Simon-Pierre Boucher

2024-09-14

This Python code integrates a retrieval-augmented generation (RAG) process with the Mistral API for generating responses based on both conversation history and relevant documents. Here's an explanation of the different parts of the code:

1. Environment Setup¶

Environment Variables: The .env file is loaded, and the Mistral API key is retrieved from environment variables using os.getenv("MISTRAL_API_KEY").

2. Document Retrieval (`retrieve_relevant_docs`)¶

Keyword-Based Search: The function retrieve_relevant_docs() takes a user query and a list of documents, then checks for the presence of query keywords in the documents (case-insensitive). If a document contains any of the keywords, it is added to the list of relevant documents.
Example: If the query is "What is the debt-to-equity ratio of ABC Corp?", the function searches for the terms "debt", "equity", etc., in the available documents.

3. Mistral API Call with RAG (`make_mistral_api_call_with_rag`)¶

Combining Relevant Documents: The retrieved relevant documents are concatenated into a single string of context.
Augmenting the User Message: The user’s message is combined with the context from the relevant documents to form the augmented message.

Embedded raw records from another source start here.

//! Shared access to multiplexed server channels: requests are serialized
//! one at a time per channel, replies matched by arrival order, and queued
//! callers resumed as the channel frees up.
//!
//! The protocol-specific encoding lives behind [`ShareProto`]; this layer
//! only owns the queueing discipline, so every channel client (file
//! services, remote command services, the directory channel, clipboard,
//! printing) shares one implementation.

use crate::error::{LinkError, LinkResult};
use std::cell::RefCell;
use std::collections::VecDeque;
use std::rc::Rc;

/// The coupling between the generic request queue and one wire protocol.
pub trait ShareProto: 'static {
    type Cmd;
    type Reply: Default;

    /// Start an operation by converting the command into channel writes.
    fn send(
        &mut self,
        cmd: &Self::Cmd,
        reply: &mut Self::Reply,
        tx: &mut dyn FnMut(&[u8]) -> LinkResult<()>,
    ) -> LinkResult<()>;

    /// Complete an operation from the received reply data.
    fn receive(&mut self, cmd: &Self::Cmd, reply: &mut Self::Reply, data: &[u8]) -> LinkResult<()>;
}

/// Handle returned by a foreground (blocking-style) request. The caller
/// polls the stack until the result lands.
pub struct ForeHandle<R> {
    slot: Rc<RefCell<Option<LinkResult<R>>>>,
}

impl<R> ForeHandle<R> {
    #[inline]
    pub fn is_done(&self) -> bool {
        self.slot.borrow().is_some()
    }

    /// Take the result if the operation has completed.
    #[inline]
    pub fn try_take(&self) -> Option<LinkResult<R>> {
        self.slot.borrow_mut().take()
    }
}

enum Completion<R> {
    Fore(Rc<RefCell<Option<LinkResult<R>>>>),
    Back(Box<dyn FnMut(LinkResult<()>, &R)>),
}

struct Pending<P: ShareProto> {
    cmd: P::Cmd,
    reply: P::Reply,
    completion: Completion<P::Reply>,
}

/// One shared channel: at most one request in flight, the rest queued in
/// arrival order.
pub struct SharedAccess<P: ShareProto> {
    proto: P,
    current: Option<Pending<P>>,
    queue: VecDeque<Pending<P>>,
}

impl<P: ShareProto> SharedAccess<P> {
    pub fn new(proto: P) -> SharedAccess<P> {
        SharedAccess {
            proto,
            current: None,
            queue: VecDeque::new(),
        }
    }

    #[inline]
    pub fn proto(&self) -> &P {
        &self.proto
    }

    #[inline]
    pub fn proto_mut(&mut self) -> &mut P {
        &mut self.proto
    }

    /// Is a request currently awaiting its reply.
    #[inline]
    pub fn busy(&self) -> bool {
        self.current.is_some()
    }

    #[inline]
    pub fn queued(&self) -> usize {
        self.queue.len()
    }

    /// Queue an operation and return a handle for the caller to wait on.
    pub fn fore(&mut self, cmd: P::Cmd) -> ForeHandle<P::Reply> {
        let slot = Rc::new(RefCell::new(None));
        self.queue.push_back(Pending {
            cmd,
            reply: P::Reply::default(),
            completion: Completion::Fore(slot.clone()),
        });
        ForeHandle { slot }
    }

    /// Queue an operation with a completion callback invoked from the poll
    /// context, for success and failure alike.
    pub fn back<F: FnMut(LinkResult<()>, &P::Reply) + 'static>(&mut self, cmd: P::Cmd, callback: F) {
        self.queue.push_back(Pending {
            cmd,
            reply: P::Reply::default(),
            completion: Completion::Back(Box::new(callback)),
        });
    }

    /// Start the next queued request if none is in flight. Called on every
    /// idle poll of the owning channel.
    pub fn poll_idle(&mut self, tx: &mut dyn FnMut(&[u8]) -> LinkResult<()>) -> LinkResult<()> {
        if self.current.is_some() {
            return Ok(());
        }
        let mut pending = match self.queue.pop_front() {
            Some(pending) => pending,
            None => return Ok(()),
        };
        match self.proto.send(&pending.cmd, &mut pending.reply, tx) {
            Ok(()) => self.current = Some(pending),
            Err(err) => Self::complete(pending, Err(err)),
        }
        Ok(())
    }

    /// Complete the in-flight request from received reply data.
    pub fn poll_data(&mut self, data: &[u8]) -> LinkResult<()> {
        let mut pending = match self.current.take() {
            Some(pending) => pending,
            None => return Ok(()),
        };
        let result = self.proto.receive(&pending.cmd, &mut pending.reply, data);
        Self::complete(pending, result);
        Ok(())
    }

    /// Fail everything outstanding; used when the server channel goes
    /// away.
    pub fn shutdown(&mut self) {
        if let Some(pending) = self.current.take() {
            Self::complete(pending, Err(LinkError::Disconnected));
        }
        while let Some(pending) = self.queue.pop_front() {
            Self::complete(pending, Err(LinkError::Disconnected));
        }
    }

    fn complete(pending: Pending<P>, result: LinkResult<()>) {
        match pending.completion {
            Completion::Fore(slot) => {
                *slot.borrow_mut() = Some(result.map(|()| pending.reply));
            }
            Completion::Back(mut callback) => callback(result, &pending.reply),
        }
    }
}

This augmented message provides background information for the Mistral API to generate a more contextually aware response.
Conversation History: The augmented message is appended to the conversation history, which is passed to the Mistral API in a list format (similar to a chat history).
API Call: The function sends a POST request to the Mistral API endpoint (/v1/chat/completions), including the model, conversation history, and relevant settings like temperature and max_tokens.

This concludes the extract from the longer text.